* [Exercise description]: Everything in the data that follows has to be repeated verbatim.
────────
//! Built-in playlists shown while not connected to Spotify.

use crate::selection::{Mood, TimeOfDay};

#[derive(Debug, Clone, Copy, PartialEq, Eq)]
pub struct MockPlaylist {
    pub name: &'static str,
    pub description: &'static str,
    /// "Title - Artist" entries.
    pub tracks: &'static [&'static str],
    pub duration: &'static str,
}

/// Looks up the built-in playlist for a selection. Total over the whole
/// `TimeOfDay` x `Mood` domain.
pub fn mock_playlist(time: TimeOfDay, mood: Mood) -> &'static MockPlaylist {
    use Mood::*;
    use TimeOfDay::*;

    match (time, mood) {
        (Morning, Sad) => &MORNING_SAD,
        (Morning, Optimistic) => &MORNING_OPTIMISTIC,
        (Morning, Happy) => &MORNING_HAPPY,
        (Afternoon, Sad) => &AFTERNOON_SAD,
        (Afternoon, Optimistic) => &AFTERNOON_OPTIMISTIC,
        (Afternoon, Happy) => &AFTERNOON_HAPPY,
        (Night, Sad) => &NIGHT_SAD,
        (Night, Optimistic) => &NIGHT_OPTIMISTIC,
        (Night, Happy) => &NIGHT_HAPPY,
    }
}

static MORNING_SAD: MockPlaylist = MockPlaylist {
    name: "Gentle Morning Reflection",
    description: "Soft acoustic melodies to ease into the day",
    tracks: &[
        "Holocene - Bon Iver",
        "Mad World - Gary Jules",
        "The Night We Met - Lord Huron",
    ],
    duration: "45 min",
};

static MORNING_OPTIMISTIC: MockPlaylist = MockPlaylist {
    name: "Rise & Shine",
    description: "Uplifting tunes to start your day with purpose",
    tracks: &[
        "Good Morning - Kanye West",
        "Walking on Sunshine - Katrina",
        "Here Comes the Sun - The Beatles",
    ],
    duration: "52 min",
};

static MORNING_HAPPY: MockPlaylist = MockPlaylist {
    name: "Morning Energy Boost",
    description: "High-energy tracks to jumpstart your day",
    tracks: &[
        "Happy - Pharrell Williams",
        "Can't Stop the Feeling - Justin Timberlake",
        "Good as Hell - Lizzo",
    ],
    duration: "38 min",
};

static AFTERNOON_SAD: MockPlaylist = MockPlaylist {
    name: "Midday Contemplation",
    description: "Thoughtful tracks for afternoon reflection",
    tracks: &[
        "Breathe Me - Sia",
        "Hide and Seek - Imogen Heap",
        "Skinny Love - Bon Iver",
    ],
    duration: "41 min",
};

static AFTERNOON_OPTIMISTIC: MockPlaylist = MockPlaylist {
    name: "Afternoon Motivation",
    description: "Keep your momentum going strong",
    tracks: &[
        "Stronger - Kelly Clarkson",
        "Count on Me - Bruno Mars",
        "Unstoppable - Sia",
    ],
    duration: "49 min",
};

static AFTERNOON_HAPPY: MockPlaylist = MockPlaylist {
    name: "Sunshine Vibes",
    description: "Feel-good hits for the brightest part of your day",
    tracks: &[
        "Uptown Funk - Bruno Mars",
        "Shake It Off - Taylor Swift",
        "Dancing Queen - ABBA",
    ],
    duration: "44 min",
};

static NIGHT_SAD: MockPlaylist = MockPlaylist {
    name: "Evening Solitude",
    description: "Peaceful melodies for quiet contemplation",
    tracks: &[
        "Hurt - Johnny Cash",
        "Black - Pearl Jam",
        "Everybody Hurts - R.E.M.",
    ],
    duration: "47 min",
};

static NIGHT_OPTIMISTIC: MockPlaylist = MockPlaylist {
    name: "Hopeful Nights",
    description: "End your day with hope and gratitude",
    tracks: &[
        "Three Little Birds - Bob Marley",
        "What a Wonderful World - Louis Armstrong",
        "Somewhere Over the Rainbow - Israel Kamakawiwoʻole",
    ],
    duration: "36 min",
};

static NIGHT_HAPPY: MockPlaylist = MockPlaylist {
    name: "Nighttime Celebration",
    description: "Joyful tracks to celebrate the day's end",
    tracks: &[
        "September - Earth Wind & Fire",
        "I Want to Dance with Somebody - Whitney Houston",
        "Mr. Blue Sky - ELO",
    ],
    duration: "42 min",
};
────────
* [Reply]:
//! Built-in playlists shown while not connected to Spotify.

use crate::selection::{Mood, TimeOfDay};

#[derive(Debug, Clone, Copy, PartialEq, Eq)]
pub struct MockPlaylist {
    pub name: &'static str,
    pub description: &'static str,
    /// "Title - Artist" entries.
    pub tracks: &'static [&'static str],
    pub duration: &'static str,
}

/// Looks up the built-in playlist for a selection. Total over the whole
/// `TimeOfDay` x `Mood` domain.
pub fn mock_playlist(time: TimeOfDay, mood: Mood) -> &'static MockPlaylist {
    use Mood::*;
    use TimeOfDay::*;

    match (time, mood) {
        (Morning, Sad) => &MORNING_SAD,
        (Morning, Optimistic) => &MORNING_OPTIMISTIC,
        (Morning, Happy) => &MORNING_HAPPY,
        (Afternoon, Sad) => &AFTERNOON_SAD,
        (Afternoon, Optimistic) => &AFTERNOON_OPTIMISTIC,
        (Afternoon, Happy) => &AFTERNOON_HAPPY,
        (Night, Sad) => &NIGHT_SAD,
        (Night, Optimistic) => &NIGHT_OPTIMISTIC,
        (Night, Happy) => &NIGHT_HAPPY,
    }
}

static MORNING_SAD: MockPlaylist = MockPlaylist {
    name: "Gentle Morning Reflection",
    description: "Soft acoustic melodies to ease into the day",
    tracks: &[
        "Holocene - Bon Iver",
        "Mad World - Gary Jules",
        "The Night We Met - Lord Huron",
    ],
    duration: "45 min",
};

static MORNING_OPTIMISTIC: MockPlaylist = MockPlaylist {
    name: "Rise & Shine",
    description: "Uplifting tunes to start your day with purpose",
    tracks: &[
        "Good Morning - Kanye West",
        "Walking on Sunshine - Katrina",
        "Here Comes the Sun - The Beatles",
    ],
    duration: "52 min",
};

static MORNING_HAPPY: MockPlaylist = MockPlaylist {
    name: "Morning Energy Boost",
    description: "High-energy tracks to jumpstart your day",
    tracks: &[
        "Happy - Pharrell Williams",
        "Can't Stop the Feeling - Justin Timberlake",
        "Good as Hell - Lizzo",
    ],
    duration: "38 min",
};

static AFTERNOON_SAD: MockPlaylist = MockPlaylist {
    name: "Midday Contemplation",
    description: "Thoughtful tracks for afternoon reflection",
    tracks: &[
        "Breathe Me - Sia",
        "Hide and Seek - Imogen Heap",
        "Skinny Love - Bon Iver",
    ],
    duration: "41 min",
};

static AFTERNOON_OPTIMISTIC: MockPlaylist = MockPlaylist {
    name: "Afternoon Motivation",
    description: "Keep your momentum going strong",
    tracks: &[
        "Stronger - Kelly Clarkson",
        "Count on Me - Bruno Mars",
        "Unstoppable - Sia",
    ],
    duration: "49 min",
};

static AFTERNOON_HAPPY: MockPlaylist = MockPlaylist {
    name: "Sunshine Vibes",
    description: "Feel-good hits for the brightest part of your day",
    tracks: &[
        "Uptown Funk - Bruno Mars",
        "Shake It Off - Taylor Swift",
        "Dancing Queen - ABBA",
    ],
    duration: "44 min",
};

static NIGHT_SAD: MockPlaylist = MockPlaylist {
    name: "Evening Solitude",
    description: "Peaceful melodies for quiet contemplation",
    tracks: &[
        "Hurt - Johnny Cash",
        "Black - Pearl Jam",
        "Everybody Hurts - R.E.M.",
    ],
    duration: "47 min",
};

static NIGHT_OPTIMISTIC: MockPlaylist = MockPlaylist {
    name: "Hopeful Nights",
    description: "End your day with hope and gratitude",
    tracks: &[
        "Three Little Birds - Bob Marley",
        "What a Wonderful World - Louis Armstrong",
        "Somewhere Over the Rainbow - Israel Kamakawiwoʻole",
    ],
    duration: "36 min",
};

static NIGHT_HAPPY: MockPlaylist = MockPlaylist {
    name: "Nighttime Celebration",
    description: "Joyful tracks to celebrate the day's end",
    tracks: &[
        "September - Earth Wind & Fire",
        "I Want to Dance with Somebody - Whitney Houston",
        "Mr. Blue Sky - ELO",
    ],
    duration: "42 min",
};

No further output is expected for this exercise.